Content starts
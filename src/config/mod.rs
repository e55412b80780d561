pub mod toml_config;

pub use toml_config::DemoSettings;

use crate::domain::model::DemoKind;
use crate::utils::error::{PatternError, Result};
use crate::utils::validation::{validate_range, Validate};
use clap::Parser;
use std::path::PathBuf;
use std::time::Duration;

#[derive(Debug, Clone, Parser)]
#[command(name = "learning-patterns")]
#[command(about = "Runs one classic design pattern demonstration")]
pub struct CliConfig {
    /// Demo to run (defaults to runner.default_demo from the settings)
    #[arg(value_enum)]
    pub demo: Option<DemoKind>,

    /// Path to a TOML settings file
    #[arg(short, long)]
    pub config: Option<PathBuf>,

    /// Seconds to wait after the demo before exiting
    #[arg(long)]
    pub linger_secs: Option<u64>,

    /// List the available demos and exit
    #[arg(long)]
    pub list: bool,

    #[arg(short, long, help = "Enable verbose output")]
    pub verbose: bool,
}

impl CliConfig {
    pub fn selected_demo(&self, settings: &DemoSettings) -> DemoKind {
        self.demo.unwrap_or(settings.runner.default_demo)
    }

    pub fn linger(&self, settings: &DemoSettings) -> Duration {
        Duration::from_secs(self.linger_secs.unwrap_or(settings.runner.linger_seconds))
    }
}

impl Validate for CliConfig {
    fn validate(&self) -> Result<()> {
        if self.list && self.demo.is_some() {
            return Err(PatternError::ConfigError {
                message: "--list cannot be combined with a demo name".to_string(),
            });
        }
        if let Some(secs) = self.linger_secs {
            validate_range("--linger-secs", secs, 0, toml_config::MAX_LINGER_SECONDS)?;
        }
        Ok(())
    }
}

#[cfg(test)]
mod tests {
    use super::*;

    #[test]
    fn test_parse_demo_and_overrides() {
        let config =
            CliConfig::try_parse_from(["learning-patterns", "factory-method", "--linger-secs", "0"])
                .unwrap();
        let settings = DemoSettings::default();

        assert_eq!(config.selected_demo(&settings), DemoKind::FactoryMethod);
        assert_eq!(config.linger(&settings), Duration::ZERO);
        assert!(config.validate().is_ok());
    }

    #[test]
    fn test_defaults_come_from_settings() {
        let config = CliConfig::try_parse_from(["learning-patterns"]).unwrap();
        let settings = DemoSettings::default();

        assert_eq!(config.selected_demo(&settings), DemoKind::Adapter);
        assert_eq!(config.linger(&settings), Duration::from_secs(15));
    }

    #[test]
    fn test_rejects_unknown_demo() {
        assert!(CliConfig::try_parse_from(["learning-patterns", "visitor"]).is_err());
    }

    #[test]
    fn test_linger_override_is_bounded() {
        let config =
            CliConfig::try_parse_from(["learning-patterns", "--linger-secs", "7200"]).unwrap();
        assert!(config.validate().is_err());
    }

    #[test]
    fn test_list_conflicts_with_demo_name() {
        let config = CliConfig::try_parse_from(["learning-patterns", "proxy", "--list"]).unwrap();
        assert!(matches!(
            config.validate(),
            Err(PatternError::ConfigError { .. })
        ));
    }
}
Content ends
Give only the number of lines in the entries that contain "Result".

2